pub mod request_id;

pub use request_id::request_id_layer;
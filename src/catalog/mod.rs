//! In-memory property and agent catalog
//!
//! The demo configuration of this service runs entirely off a seeded
//! in-memory catalog; durable persistence is owned by the hosted
//! collaborator and is out of scope here.

pub mod search;
pub mod seed;
pub mod store;

pub use search::search;
pub use store::{AgentDirectory, PropertyCatalog};
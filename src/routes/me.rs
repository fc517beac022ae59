//! Current-user route

use axum::{response::IntoResponse, Json};
use serde::Serialize;

use crate::api::response::DataResponse;
use crate::auth::RequireAuth;
use crate::domain::auth::Role;

#[derive(Serialize)]
pub struct MeResponse {
    pub id: String,
    pub email: Option<String>,
    pub role: Option<Role>,
}

/// GET /me
///
/// Identity and role straight from the verified token; no collaborator
/// round trip.
pub async fn get_me(auth: RequireAuth) -> impl IntoResponse {
    Json(DataResponse::new(MeResponse {
        id: auth.user_id.to_string(),
        email: auth.email.clone(),
        role: auth.role,
    }))
}
//! Standard API response types

use axum::{
    http::StatusCode,
    response::{IntoResponse, Response},
    Json,
};
use serde::Serialize;

/// Response for single data item
#[derive(Debug, Serialize)]
pub struct DataResponse<T: Serialize> {
    pub data: T,
}

impl<T: Serialize> DataResponse<T> {
    pub fn new(data: T) -> Self {
        Self { data }
    }
}

impl<T: Serialize> IntoResponse for DataResponse<T> {
    fn into_response(self) -> Response {
        Json(self).into_response()
    }
}

/// Helper for creating responses with status codes
pub struct Created<T: Serialize>(pub T);

impl<T: Serialize> IntoResponse for Created<T> {
    fn into_response(self) -> Response {
        (StatusCode::CREATED, Json(self.0)).into_response()
    }
}

/// Helper for no content responses
pub struct NoContent;

impl IntoResponse for NoContent {
    fn into_response(self) -> Response {
        StatusCode::NO_CONTENT.into_response()
    }
}
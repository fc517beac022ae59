//! Service layer modules for external integrations.
//!
//! Contains the client for the hosted auth collaborator (Supabase).

pub mod supabase;

pub use supabase::{SignupOutcome, SupabaseAuth};
//! Unified API error handling
//!
//! Provides consistent error responses across all endpoints.

use axum::{
    http::StatusCode,
    response::{IntoResponse, Response},
    Json,
};
use serde::Serialize;
use thiserror::Error;

#[derive(Debug, Error)]
pub enum ApiError {
    #[error("Unauthorized: {0}")]
    Unauthorized(String),

    #[error("Forbidden: {0}")]
    Forbidden(String),

    #[error("Not found: {0}")]
    NotFound(String),

    #[error("Bad request: {0}")]
    BadRequest(String),

    /// A failure reported by the hosted auth collaborator.
    #[error("Auth service error: {0}")]
    Upstream(String),

    #[error("Internal server error")]
    Internal(#[from] anyhow::Error),
}

impl ApiError {
    pub fn unauthorized(msg: impl Into<String>) -> Self {
        Self::Unauthorized(msg.into())
    }

    pub fn forbidden(msg: impl Into<String>) -> Self {
        Self::Forbidden(msg.into())
    }

    pub fn not_found(msg: impl Into<String>) -> Self {
        Self::NotFound(msg.into())
    }

    pub fn bad_request(msg: impl Into<String>) -> Self {
        Self::BadRequest(msg.into())
    }

    pub fn upstream(msg: impl Into<String>) -> Self {
        Self::Upstream(msg.into())
    }

    fn status_code(&self) -> StatusCode {
        match self {
            Self::Unauthorized(_) => StatusCode::UNAUTHORIZED,
            Self::Forbidden(_) => StatusCode::FORBIDDEN,
            Self::NotFound(_) => StatusCode::NOT_FOUND,
            Self::BadRequest(_) => StatusCode::BAD_REQUEST,
            Self::Upstream(_) => StatusCode::BAD_GATEWAY,
            Self::Internal(_) => StatusCode::INTERNAL_SERVER_ERROR,
        }
    }

    fn error_code(&self) -> &'static str {
        match self {
            Self::Unauthorized(_) => "UNAUTHORIZED",
            Self::Forbidden(_) => "FORBIDDEN",
            Self::NotFound(_) => "NOT_FOUND",
            Self::BadRequest(_) => "BAD_REQUEST",
            Self::Upstream(_) => "AUTH_SERVICE_ERROR",
            Self::Internal(_) => "INTERNAL_ERROR",
        }
    }

    fn public_message(&self) -> String {
        match self {
            Self::Unauthorized(msg)
            | Self::Forbidden(msg)
            | Self::NotFound(msg)
            | Self::BadRequest(msg)
            | Self::Upstream(msg) => msg.clone(),
            // Don't leak internal error details
            Self::Internal(_) => "An internal error occurred".to_string(),
        }
    }
}

#[derive(Serialize)]
pub struct ErrorResponse {
    pub code: String,
    pub message: String,
    #[serde(skip_serializing_if = "Option::is_none")]
    pub request_id: Option<String>,
}

impl IntoResponse for ApiError {
    fn into_response(self) -> Response {
        match &self {
            Self::Internal(e) => {
                tracing::error!(error = ?e, "Internal server error");
            }
            _ => {
                tracing::warn!(error = %self, "API error");
            }
        }

        let status = self.status_code();
        let body = ErrorResponse {
            code: self.error_code().to_string(),
            message: self.public_message(),
            request_id: None, // Will be populated by middleware if available
        };

        (status, Json(body)).into_response()
    }
}
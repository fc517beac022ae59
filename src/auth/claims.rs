use serde::{Deserialize, Serialize};

/// JWT claims structure for Supabase tokens
#[derive(Debug, Clone, Serialize, Deserialize)]
pub struct Claims {
    /// Subject (user ID)
    pub sub: String,

    /// Audience
    pub aud: String,

    /// Issuer
    pub iss: String,

    /// Issued at (Unix timestamp)
    pub iat: i64,

    /// Expiration (Unix timestamp)
    pub exp: i64,

    /// Not before (Unix timestamp) - optional
    #[serde(default)]
    pub nbf: Option<i64>,

    /// User email - optional
    #[serde(default)]
    pub email: Option<String>,

    /// User metadata from Supabase; carries the explicit `role` field
    #[serde(default)]
    pub user_metadata: Option<serde_json::Value>,
}
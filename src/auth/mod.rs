pub mod claims;
pub mod context;
pub mod jwks;
pub mod middleware;

pub use claims::Claims;
pub use context::AuthContext;
pub use jwks::JwksCache;
pub use middleware::RequireAuth;
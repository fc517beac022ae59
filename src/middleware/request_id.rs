//! Request ID middleware for request tracing

use axum::http::HeaderName;
use tower_http::request_id::{MakeRequestUuid, PropagateRequestIdLayer, SetRequestIdLayer};

/// Header name for request ID
pub const X_REQUEST_ID: &str = "x-request-id";

/// Layered middleware that stamps a UUID request ID on incoming requests
/// (when absent) and echoes it on the response.
pub fn request_id_layer() -> (SetRequestIdLayer<MakeRequestUuid>, PropagateRequestIdLayer) {
    let header_name = HeaderName::from_static(X_REQUEST_ID);

    (
        SetRequestIdLayer::new(header_name.clone(), MakeRequestUuid),
        PropagateRequestIdLayer::new(header_name),
    )
}
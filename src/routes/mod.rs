pub mod agents;
pub mod auth;
pub mod health;
pub mod me;
pub mod properties;

use axum::{routing::get, routing::post, Router};
use std::sync::Arc;

use crate::app::AppState;

/// Build the API router with all routes
pub fn api_router() -> Router<Arc<AppState>> {
    Router::new()
        // Public routes
        .route("/health", get(health::health_check))
        // Properties
        .route("/properties", get(properties::search_properties))
        .route("/properties", post(properties::create_property))
        .route("/properties/:property_id", get(properties::get_property))
        // Agents
        .route("/agents", get(agents::list_agents))
        .route("/agents/:agent_id", get(agents::get_agent))
        .route(
            "/agents/:agent_id/properties",
            get(agents::list_agent_properties),
        )
        // Auth (proxied to the hosted collaborator)
        .route("/auth/signup", post(auth::sign_up))
        .route("/auth/signin", post(auth::sign_in))
        .route("/auth/signout", post(auth::sign_out))
        .route("/auth/refresh", post(auth::refresh_token))
        .route("/auth/session", get(auth::get_session))
        // Protected routes
        .route("/me", get(me::get_me))
}
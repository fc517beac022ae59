mod api;
mod app;
mod auth;
mod catalog;
mod config;
mod domain;
mod error;
mod logging;
mod middleware;
mod routes;
mod services;

use anyhow::{Context, Result};
use std::time::Duration;

use catalog::{AgentDirectory, PropertyCatalog};
use services::SupabaseAuth;

#[tokio::main]
async fn main() -> Result<()> {
    // Load environment variables
    dotenvy::dotenv().ok();

    // Load configuration
    let settings = config::Settings::from_env()?;

    // Initialize logging
    logging::init_logging(&settings.env);

    tracing::info!(
        env = ?settings.env,
        server_addr = %settings.server_addr,
        "Starting PropertyMatch backend"
    );

    // Shared HTTP client for collaborator calls; reusing one client
    // avoids per-request connection setup.
    let http_client = reqwest::Client::builder()
        .timeout(Duration::from_secs(settings.auth_timeout_seconds))
        .build()
        .context("Failed to create HTTP client")?;

    // Seed the in-memory catalog
    let catalog = PropertyCatalog::with_seed();
    let agents = AgentDirectory::with_seed();
    tracing::info!(
        properties = catalog.len(),
        agents = agents.len(),
        "Catalog seeded"
    );

    // Auth collaborator client
    let supabase = SupabaseAuth::new(
        http_client.clone(),
        &settings.supabase_url,
        &settings.supabase_anon_key,
    );

    // JWKS cache for JWT verification
    let jwks_cache = auth::JwksCache::new(
        http_client,
        settings.supabase_jwt_jwks_url.clone(),
        settings.supabase_jwt_issuer.clone(),
        settings.supabase_jwt_audience.clone(),
        settings.jwks_cache_ttl_seconds,
    );

    // Optionally warm the JWKS cache
    if let Err(e) = jwks_cache.warm_cache().await {
        tracing::warn!(error = %e, "Failed to warm JWKS cache - will fetch on first request");
    }

    // Create application state
    let state = app::AppState::new(settings.clone(), catalog, agents, jwks_cache, supabase);

    // Build application
    let app = app::create_app(state);

    // Start server
    let listener = tokio::net::TcpListener::bind(&settings.server_addr).await?;
    tracing::info!("Listening on {}", settings.server_addr);

    axum::serve(listener, app).await?;

    Ok(())
}
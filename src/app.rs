use axum::{http::HeaderValue, Router};
use std::sync::Arc;
use tower_http::{
    cors::{AllowHeaders, AllowMethods, CorsLayer},
    trace::{DefaultMakeSpan, DefaultOnRequest, DefaultOnResponse, TraceLayer},
};
use tracing::Level;

use crate::auth::JwksCache;
use crate::catalog::{AgentDirectory, PropertyCatalog};
use crate::config::Settings;
use crate::middleware::request_id_layer;
use crate::routes;
use crate::services::SupabaseAuth;

/// Shared application state
///
/// Owns the role/session plumbing and the property-list state; handlers
/// receive it explicitly instead of reaching for module-level globals.
#[derive(Clone)]
pub struct AppState {
    pub settings: Settings,
    pub catalog: PropertyCatalog,
    pub agents: AgentDirectory,
    pub jwks_cache: JwksCache,
    pub supabase: SupabaseAuth,
}

impl AppState {
    pub fn new(
        settings: Settings,
        catalog: PropertyCatalog,
        agents: AgentDirectory,
        jwks_cache: JwksCache,
        supabase: SupabaseAuth,
    ) -> Arc<Self> {
        Arc::new(Self {
            settings,
            catalog,
            agents,
            jwks_cache,
            supabase,
        })
    }
}

/// Build the complete application with all middleware
pub fn create_app(state: Arc<AppState>) -> Router {
    let cors = build_cors_layer(&state.settings);

    // Use DEBUG for spans to reduce overhead at INFO level
    let trace_layer = TraceLayer::new_for_http()
        .make_span_with(DefaultMakeSpan::new().level(Level::DEBUG))
        .on_request(DefaultOnRequest::new().level(Level::DEBUG))
        .on_response(DefaultOnResponse::new().level(Level::DEBUG));

    let (set_request_id, propagate_request_id) = request_id_layer();

    // Middleware stack is applied bottom-up
    Router::new()
        .merge(routes::api_router())
        .layer(propagate_request_id)
        .layer(trace_layer)
        .layer(set_request_id)
        .layer(cors)
        .with_state(state)
}

fn build_cors_layer(settings: &Settings) -> CorsLayer {
    let origins: Vec<HeaderValue> = settings
        .cors_allow_origins
        .iter()
        .filter_map(|origin| origin.parse().ok())
        .collect();

    // Longer preflight cache in dev to reduce OPTIONS requests
    let max_age = if settings.env.is_dev() {
        std::time::Duration::from_secs(86400)
    } else {
        std::time::Duration::from_secs(3600)
    };

    CorsLayer::new()
        .allow_origin(origins)
        .allow_methods(AllowMethods::list([
            axum::http::Method::GET,
            axum::http::Method::POST,
            axum::http::Method::OPTIONS,
        ]))
        .allow_headers(AllowHeaders::list([
            axum::http::header::AUTHORIZATION,
            axum::http::header::CONTENT_TYPE,
            axum::http::header::ACCEPT,
            axum::http::HeaderName::from_static("x-request-id"),
        ]))
        .allow_credentials(true)
        .max_age(max_age)
}
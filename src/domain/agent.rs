//! Agent profile domain types
//!
//! Agents are read-only reference data in this service; profile edits live
//! with the hosted collaborator.

use serde::{Deserialize, Serialize};

#[derive(Debug, Clone, Serialize, Deserialize, PartialEq)]
pub struct Agent {
    pub id: String,
    pub name: String,
    pub profile_image: String,
    /// Aggregate rating on a 0.0 to 5.0 scale.
    pub rating: f64,
    pub review_count: u32,
    pub years_experience: u32,
    pub location: String,
    pub specializations: Vec<String>,
    pub phone_number: String,
    pub email: String,
    pub bio: String,
    pub listings: u32,
    pub transactions: u32,
    pub languages: Vec<String>,
}
//! Property listing routes
//!
//! Search/list, single lookup, and agent-only creation over the
//! in-memory catalog.

use axum::{
    extract::{Path, Query, State},
    response::IntoResponse,
};
use std::sync::Arc;

use crate::api::pagination::PaginationParams;
use crate::api::response::{Created, DataResponse};
use crate::api::Paginated;
use crate::app::AppState;
use crate::auth::RequireAuth;
use crate::catalog;
use crate::domain::{CreatePropertyRequest, Property, PropertyQuery, SearchCriteria};
use crate::error::ApiError;

/// GET /properties
///
/// Search and list properties. All criteria are optional and combine
/// with AND; results are paginated after filtering and sorting.
pub async fn search_properties(
    State(state): State<Arc<AppState>>,
    Query(filter): Query<PropertyQuery>,
    Query(pagination): Query<PaginationParams>,
) -> Result<impl IntoResponse, ApiError> {
    let criteria = SearchCriteria::from_query(filter, state.settings.invalid_threshold_policy)?;

    let source = state.catalog.snapshot();
    let results = catalog::search(&source, &criteria);

    tracing::debug!(
        total = source.len(),
        matched = results.len(),
        "Property search"
    );

    Ok(Paginated::slice(&results, &pagination))
}

/// GET /properties/:property_id
pub async fn get_property(
    State(state): State<Arc<AppState>>,
    Path(property_id): Path<String>,
) -> Result<DataResponse<Property>, ApiError> {
    state
        .catalog
        .get(&property_id)
        .map(DataResponse::new)
        .ok_or_else(|| ApiError::not_found(format!("Property {property_id} not found")))
}

/// POST /properties
///
/// Create a new listing. Requires the agent role; the listing is owned
/// by the caller and lands at the front of the catalog.
pub async fn create_property(
    State(state): State<Arc<AppState>>,
    auth: RequireAuth,
    axum::Json(req): axum::Json<CreatePropertyRequest>,
) -> Result<impl IntoResponse, ApiError> {
    auth.require_agent()?;
    req.validate()?;

    let property = req.into_property(&auth.user_id.to_string());
    state.catalog.insert(property.clone());

    tracing::info!(
        property_id = %property.id,
        agent_id = %property.agent_id,
        "Property listing created"
    );

    Ok(Created(DataResponse::new(property)))
}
════════
### Problem to solve
Given the records above, restate word for word only the lines starting at the one with "auth collaborator (Supabase)." and ending at the one with "#[derive(Debug, Error)]".

### Expected output
//! Contains the client for the hosted auth collaborator (Supabase).

pub mod supabase;

pub use supabase::{SignupOutcome, SupabaseAuth};
//! Unified API error handling
//!
//! Provides consistent error responses across all endpoints.

use axum::{
    http::StatusCode,
    response::{IntoResponse, Response},
    Json,
};
use serde::Serialize;
use thiserror::Error;

#[derive(Debug, Error)]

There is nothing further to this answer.